Despite the incredible potential of the internet, social media, and citizen journalism to democratize decision-making and spread information, it is undeniable that the internet also contributes to the de-legitimization of political process and of expertise. As well as communities of interest, the internet also creates communities of ignorance. And debate on internet forums, blogs, and social media has developed a tendency to move rapidly to uncompromising and often abusive and bullying extremes: entrenching positions, limiting compromise, and often curtailing engagement with information that challenges or conflicts with the reader's own views.
There is, I believe, a corresponding general disinclination developing in our own, and other, democracies to accept that government requires compromise, and to understand that perfection never happens. Ironically, this discourages the kind of ambitious policy that people say they want – the lack of which is often cited as the reason for cynicism. Any over-arching statement of vision will inevitably become a rod to beat the maker in a climate where anything less than perfection is defined as an absolute failure.
It is no surprise, then, that the politics of personality have become so dominant. Hollowing out policy from political discourse and presenting electors with a collection of 'convictions' loosely attached to certain cultural mores is easier. It certainly avoids the difficulty of negotiating legislative change and substantive reform in a diverse community, and it provides significant electoral advantage in the current climate of distrust. Those elected on the back of such strategies, however, are likely to find themselves in government with neither an agenda, nor a mandate, for reform. Political parties trading in the currency of distrust and de-legitimacy should be aware that they are selling the possibility of progress to purchase the pursuit of power.

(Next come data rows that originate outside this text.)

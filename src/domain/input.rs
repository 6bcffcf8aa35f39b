//! Unvalidated requirement payloads and their validation.
//!
//! Callers at the boundary (JSON bodies, fixture files, forms) hand over
//! strings that may be missing or outside a vocabulary. [`RequirementInput`]
//! models that raw shape; [`RequirementInput::validate`] turns it into typed
//! [`RequirementFields`] or reports the first offending field.

use non_empty_string::NonEmptyString;
use serde::Deserialize;

use crate::domain::{
    requirement::{Link, RequirementFields},
    vocabulary::{InvalidValueError, LinkType, Term},
};

/// A requirement field set as supplied by a client.
///
/// Unknown keys are ignored during deserialization, and an explicit `null` is
/// treated the same as an absent key.
#[derive(Debug, Clone, Default, PartialEq, Eq, Deserialize)]
pub struct RequirementInput {
    /// Layer name, optional.
    pub layer: Option<String>,
    /// Requirement type name, required.
    #[serde(rename = "type")]
    pub requirement_type: Option<String>,
    /// Description, required and non-empty.
    pub description: Option<String>,
    /// Rationale, optional.
    pub rationale: Option<String>,
    /// Source name, required.
    pub source: Option<String>,
    /// Priority name, required.
    pub priority: Option<String>,
    /// Status name, required.
    pub status: Option<String>,
    /// Verification method, optional.
    pub verification: Option<String>,
    /// Outgoing links, optional. Absent means no links.
    pub links: Option<Vec<LinkInput>>,
}

/// A link as supplied by a client.
#[derive(Debug, Clone, Default, PartialEq, Eq, Deserialize)]
pub struct LinkInput {
    /// Display ID of the target.
    pub target_id: Option<String>,
    /// Link type name.
    #[serde(rename = "type")]
    pub link_type: Option<String>,
}

/// Why a field was rejected.
#[derive(Debug, Clone, PartialEq, Eq, thiserror::Error)]
pub enum Reason {
    /// A required field was not supplied.
    #[error("field is required")]
    Missing,
    /// A required string was empty.
    #[error("must not be empty")]
    Empty,
    /// The value is not a member of the field's vocabulary.
    #[error(transparent)]
    InvalidValue(#[from] InvalidValueError),
}

/// A requirement payload violated a field constraint.
#[derive(Debug, Clone, PartialEq, Eq, thiserror::Error)]
#[error("invalid field '{field}': {reason}")]
pub struct ValidationError {
    field: String,
    reason: Reason,
}

impl ValidationError {
    fn new(field: impl Into<String>, reason: impl Into<Reason>) -> Self {
        Self {
            field: field.into(),
            reason: reason.into(),
        }
    }

    /// Path of the offending field, e.g. `priority` or `links[1].type`.
    #[must_use]
    pub fn field(&self) -> &str {
        &self.field
    }

    /// Why the field was rejected.
    #[must_use]
    pub const fn reason(&self) -> &Reason {
        &self.reason
    }
}

impl RequirementInput {
    /// Validate the payload.
    ///
    /// Fields are checked in declaration order and the first violation is
    /// reported. Link targets are not checked against the store.
    ///
    /// # Errors
    ///
    /// Returns a [`ValidationError`] naming the field when a required field is
    /// missing, the description is empty, or a value is outside its
    /// vocabulary.
    pub fn validate(self) -> Result<RequirementFields, ValidationError> {
        let layer = optional_term(self.layer.as_deref(), "layer")?;
        let requirement_type = required_term(self.requirement_type.as_deref(), "type")?;
        let description = self
            .description
            .ok_or_else(|| ValidationError::new("description", Reason::Missing))
            .and_then(|description| {
                NonEmptyString::new(description)
                    .map_err(|_| ValidationError::new("description", Reason::Empty))
            })?;
        let source = required_term(self.source.as_deref(), "source")?;
        let priority = required_term(self.priority.as_deref(), "priority")?;
        let status = required_term(self.status.as_deref(), "status")?;
        let links = self
            .links
            .unwrap_or_default()
            .into_iter()
            .enumerate()
            .map(|(index, link)| link.validate(index))
            .collect::<Result<Vec<_>, _>>()?;

        Ok(RequirementFields {
            layer,
            requirement_type,
            description,
            rationale: self.rationale,
            source,
            priority,
            status,
            verification: self.verification,
            links,
        })
    }
}

impl LinkInput {
    fn validate(self, index: usize) -> Result<Link, ValidationError> {
        let target_id = self.target_id.ok_or_else(|| {
            ValidationError::new(format!("links[{index}].target_id"), Reason::Missing)
        })?;
        let link_type: LinkType =
            required_term(self.link_type.as_deref(), &format!("links[{index}].type"))?;
        Ok(Link::new(target_id, link_type))
    }
}

impl TryFrom<RequirementInput> for RequirementFields {
    type Error = ValidationError;

    fn try_from(input: RequirementInput) -> Result<Self, Self::Error> {
        input.validate()
    }
}

impl From<RequirementFields> for RequirementInput {
    fn from(fields: RequirementFields) -> Self {
        let RequirementFields {
            layer,
            requirement_type,
            description,
            rationale,
            source,
            priority,
            status,
            verification,
            links,
        } = fields;

        Self {
            layer: layer.map(|layer| layer.as_str().to_string()),
            requirement_type: Some(requirement_type.as_str().to_string()),
            description: Some(description.as_str().to_string()),
            rationale,
            source: Some(source.as_str().to_string()),
            priority: Some(priority.as_str().to_string()),
            status: Some(status.as_str().to_string()),
            verification,
            links: Some(
                links
                    .into_iter()
                    .map(|link| LinkInput {
                        target_id: Some(link.target_id),
                        link_type: Some(link.link_type.as_str().to_string()),
                    })
                    .collect(),
            ),
        }
    }
}

fn required_term<T: Term>(raw: Option<&str>, field: &str) -> Result<T, ValidationError> {
    let raw = raw.ok_or_else(|| ValidationError::new(field, Reason::Missing))?;
    T::parse(raw).map_err(|error| ValidationError::new(field, error))
}

fn optional_term<T: Term>(raw: Option<&str>, field: &str) -> Result<Option<T>, ValidationError> {
    raw.map(|raw| T::parse(raw).map_err(|error| ValidationError::new(field, error)))
        .transpose()
}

Politics can be better than that. Politics has been better than that.
We have in Australia a great heritage of politics begun, not in fear, but in passion. Doc Evatt and his confident, ambitious, visionary journey to rid the world of war is one, but only one, of many who have struggled and worked in parliament and on the hustings – struggled and worked and yes, negotiated and compromised as well – in a contest of ideas. We in the Australian Labor Party can look back with pride on the courage and pragmatism of Chris Watson, of Andrew Fisher, of Curtin and Chifley, of Whitlam, of Hawke, of Keating.
Ladies and gentlemen, their legacy to us is not only their conviction but also their courage. The politics of fear do lead to failure, but we can find their antidote in the politics of passionate belief. If we draw on our Labor heritage, we can not only look back with pride, but also look forward with optimism.
Senator John Faulkner was a Minister in the Keating Labor government of 1993-96, was appointed Vice-President of the Executive Council and Special Minister for State in the Rudd Government in 2007, and was Minister for Defence from June 2009 to September 2010. This is the text of the 2012 Annual Evatt Lecture, presented at the H. V. Evatt Memorial Dinner at the Carrington Hotel in Katoomba on 28 April.